A place where secrets hide amid the pines, the New Jersey Pine Barrens is filled with ghost towns, meandering rivers, and tales of pirates, privateers, and industrialists. Pinelands Adventures offers tours and hikes that encompass both land and water attractions so that you can explore the region’s magic. On these trips and trails you’ll learn to read the forest and appreciate its deep history by exploring long-gone ironworks and some of the country’s most productive cranberry bogs.
National Wildlife Refuge
Edwin B. Forsythe National Wildlife Refuge may be the best place to spend $4 in the state. By purchasing a car pass, one can access an eight-mile unpaved Wildlife Drive that crisscrosses a salt-marsh refuge that is stunningly beautiful. As we explore the North Atlantic Flyway, we discover the wonder of an ecosystem. The migrations of spring and fall are particularly impressive. Explore pathways and observation towers to see shorebirds diving for fish and shellfish. Check out nesting platforms to see ospreys.

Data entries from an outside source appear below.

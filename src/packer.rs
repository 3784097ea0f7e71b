//! Configured entry point bundling the scan and build operations.

use std::path::{Path, PathBuf};

use crate::common::Resource;
use crate::config::PackConfig;
use crate::error::Result;
use crate::{pack, scan};

/// Runs scans and builds under one [`PackConfig`].
///
/// A `Packer` holds no handles or mutable state, so one instance can serve
/// concurrent calls over independent inputs.
#[derive(Debug, Clone, Default)]
pub struct Packer {
    config: PackConfig,
}

impl Packer {
    pub fn new(config: PackConfig) -> Self {
        Self { config }
    }

    pub fn config(&self) -> &PackConfig {
        &self.config
    }

    /// See [`scan::gather_directory_resources`].
    pub fn gather_directory_resources(&self, dir: impl AsRef<Path>) -> Result<Vec<Resource>> {
        scan::gather_directory_resources(dir.as_ref(), &self.config)
    }

    /// See [`scan::gather_archive_resources`].
    pub fn gather_archive_resources(&self, archive: impl AsRef<Path>) -> Result<Vec<Resource>> {
        scan::gather_archive_resources(archive.as_ref())
    }

    /// See [`pack::zip_directory_resources`].
    pub fn zip_directory_resources(&self, base: impl AsRef<Path>, resources: &[Resource]) -> Result<PathBuf> {
        pack::zip_directory_resources(base.as_ref(), resources, &self.config)
    }

    /// See [`pack::zip_archive_resources`].
    pub fn zip_archive_resources(&self, source: impl AsRef<Path>, resources: &[Resource]) -> Result<PathBuf> {
        pack::zip_archive_resources(source.as_ref(), resources, &self.config)
    }
}

/// Scans `dir` with the host configuration.
pub fn gather_directory_resources(dir: impl AsRef<Path>) -> Result<Vec<Resource>> {
    Packer::default().gather_directory_resources(dir)
}

/// Scans the archive at `archive` with the host configuration.
pub fn gather_archive_resources(archive: impl AsRef<Path>) -> Result<Vec<Resource>> {
    Packer::default().gather_archive_resources(archive)
}

/// Builds an upload archive from `base` with the host configuration.
pub fn zip_directory_resources(base: impl AsRef<Path>, resources: &[Resource]) -> Result<PathBuf> {
    Packer::default().zip_directory_resources(base, resources)
}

New Jersey residents appreciate having New York City nearby, regardless of sibling rivalry-and you don’t have to cross the river to take advantage of it. In addition to DJs, food trucks, craft beer, and cocktails, Pier 13 in Hoboken hosts events from May to October. As you sip an adult beverage and enjoy the city’s skyline, relax on the pier directly above the Hudson River.
In your younger years, did you ever have the feeling of being belittled when well-meaning adults suggested a museum trip? Forget it. Locals who attend the museum on Late Thursdays sip free wine, explore an incredible collection, and kick off Brick City’s nightlife.
A 20-foot rendition of King Lear as you approach is the first hint that this is not your typical museum: huge blue and red heads line the highway. A wide range of artwork is displayed at the 42 acres of Grounds for Sculpture, including Carole Feuerman’s “Employee Shower,” evoking the boundaries of being. There are resident peacocks to watch, as well as Rat’s Restaurant, a place where you can have a cocktail.